City, Visit Vancouver USA look at 3-year contract

Tourism marketing agency would receive about $350,000 a year

By Allan Brettman, Columbian Business Editor
Published: January 10, 2019, 6:19pm

Visit Vancouver USA, the tourism marketing agency, could be the big winner in the division of lodging tax revenue under plans before the Vancouver City Council.

The city would award about $350,000 to the agency this year, the first of a three-year contract. The next two years would likely be at or near that amount, but based on a percentage of lodging tax revenue collected in the city.

“We need more funding to serve all the needs and opportunities coming at us,” Kim Bennett, Visit Vancouver president and CEO, told council members at their meeting Monday night.

Bennett was among several speakers from the tourism and hospitality industry who spoke to the council about the method to contribute to Visit Vancouver’s budget as well as divvy out an additional $200,000 to organizations or projects that promote visitation in the city.

The council is expected to discuss the matter and possibly vote at its Jan. 28 meeting. 

Money for Visit Vancouver as well as the dozen organizations and projects comes from a portion of the city’s 4 percent lodging tax on hotel and motel room nights. Vancouver diverts 2 percent of that money to pay the debt service on the city-owned Hilton Vancouver Washington and Vancouver Convention Center. The other 2 percent is dedicated by the city council to capital improvements for the hotel and convention center and for other tourism-related projects, including community grants.

In addition to the approximately $350,000 directed toward Visit Vancouver in each of the next three years, nearly $200,000 more would be distributed this year only among a dozen groups and projects that were vetted by the city’s Lodging Tax Advisory Committee.

Several people spoke to the council about the importance of giving the biggest chunk to Visit Vancouver. (Most of the agency’s budget, about $1.2 million a year, comes from a $2 room tax on hotels in the city with 40 or more rooms.)

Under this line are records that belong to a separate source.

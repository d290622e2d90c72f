pub(crate) mod gradient;
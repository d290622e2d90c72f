use std::sync::{
    Arc,
    atomic::{AtomicU64, Ordering},
};

use tokio::sync::watch;

use crate::{
    foundation::error::{PostcompError, PostcompResult},
    pipeline::{Compositor, PostImage, PostRequest},
};

/// The frame currently on screen and the ticket of the render that produced it.
#[derive(Clone, Debug)]
pub struct PreviewFrame {
    pub ticket: u64,
    pub image: Arc<PostImage>,
}

/// What happened to one submitted render.
#[derive(Debug)]
pub enum PreviewOutcome {
    /// The render became the visible frame.
    Shown { ticket: u64 },
    /// A newer render was started before this one finished; its result was dropped.
    Superseded { ticket: u64 },
    /// The render failed; the previous frame stays visible.
    Failed { ticket: u64, error: PostcompError },
}

impl PreviewOutcome {
    pub fn ticket(&self) -> u64 {
        match self {
            Self::Shown { ticket } | Self::Superseded { ticket } | Self::Failed { ticket, .. } => {
                *ticket
            }
        }
    }
}

/// Live preview with last-render-wins semantics.
///
/// Every render gets a ticket from a monotonically increasing counter. A finished render only
/// replaces the visible frame when no newer render has been started since; renders never share a
/// surface and results are never merged.
pub struct PreviewSession {
    compositor: Compositor,
    last_ticket: AtomicU64,
    visible: watch::Sender<Option<PreviewFrame>>,
}

impl PreviewSession {
    pub fn new(compositor: Compositor) -> Self {
        let (visible, _) = watch::channel(None);
        Self {
            compositor,
            last_ticket: AtomicU64::new(0),
            visible,
        }
    }

    /// Reserve the next ticket. Starting a render makes every older in-flight render stale.
    pub fn begin(&self) -> u64 {
        self.last_ticket.fetch_add(1, Ordering::SeqCst) + 1
    }

    /// Offer the result of render `ticket` for display.
    pub fn complete(&self, ticket: u64, result: PostcompResult<PostImage>) -> PreviewOutcome {
        let image = match result {
            Ok(image) => image,
            Err(error) => {
                tracing::warn!(ticket, error = %error, "preview render failed");
                return PreviewOutcome::Failed { ticket, error };
            }
        };

        if ticket != self.last_ticket.load(Ordering::SeqCst) {
            tracing::debug!(ticket, "dropping superseded preview render");
            return PreviewOutcome::Superseded { ticket };
        }

        let frame = PreviewFrame {
            ticket,
            image: Arc::new(image),
        };
        let shown = self.visible.send_if_modified(|current| match current {
            Some(existing) if existing.ticket >= ticket => false,
            _ => {
                *current = Some(frame);
                true
            }
        });

        if shown {
            PreviewOutcome::Shown { ticket }
        } else {
            PreviewOutcome::Superseded { ticket }
        }
    }

    /// Render `request` and offer it for display.
    pub async fn submit(&self, request: &PostRequest) -> PreviewOutcome {
        let ticket = self.begin();
        let result = self.compositor.render(request).await;
        self.complete(ticket, result)
    }

    pub fn current(&self) -> Option<PreviewFrame> {
        self.visible.borrow().clone()
    }

    /// Receiver notified on every visible-frame swap.
    pub fn subscribe(&self) -> watch::Receiver<Option<PreviewFrame>> {
        self.visible.subscribe()
    }
}

#[cfg(test)]
#[path = "../../tests/unit/session/preview.rs"]
mod tests;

However, one speaker challenged the manner with which the advisory committee made its recommended funding selections. The city received 22 proposals for funding, totaling nearly $1 million.

“The grant process lacks transparency,” said Donna Mason, representing Bravo! Concerts Northwest, which presents the Vancouver Wine & Jazz Festival among other events. Mason, a former city employee, said the advisory committee included members who voted on projects with which they had a connection.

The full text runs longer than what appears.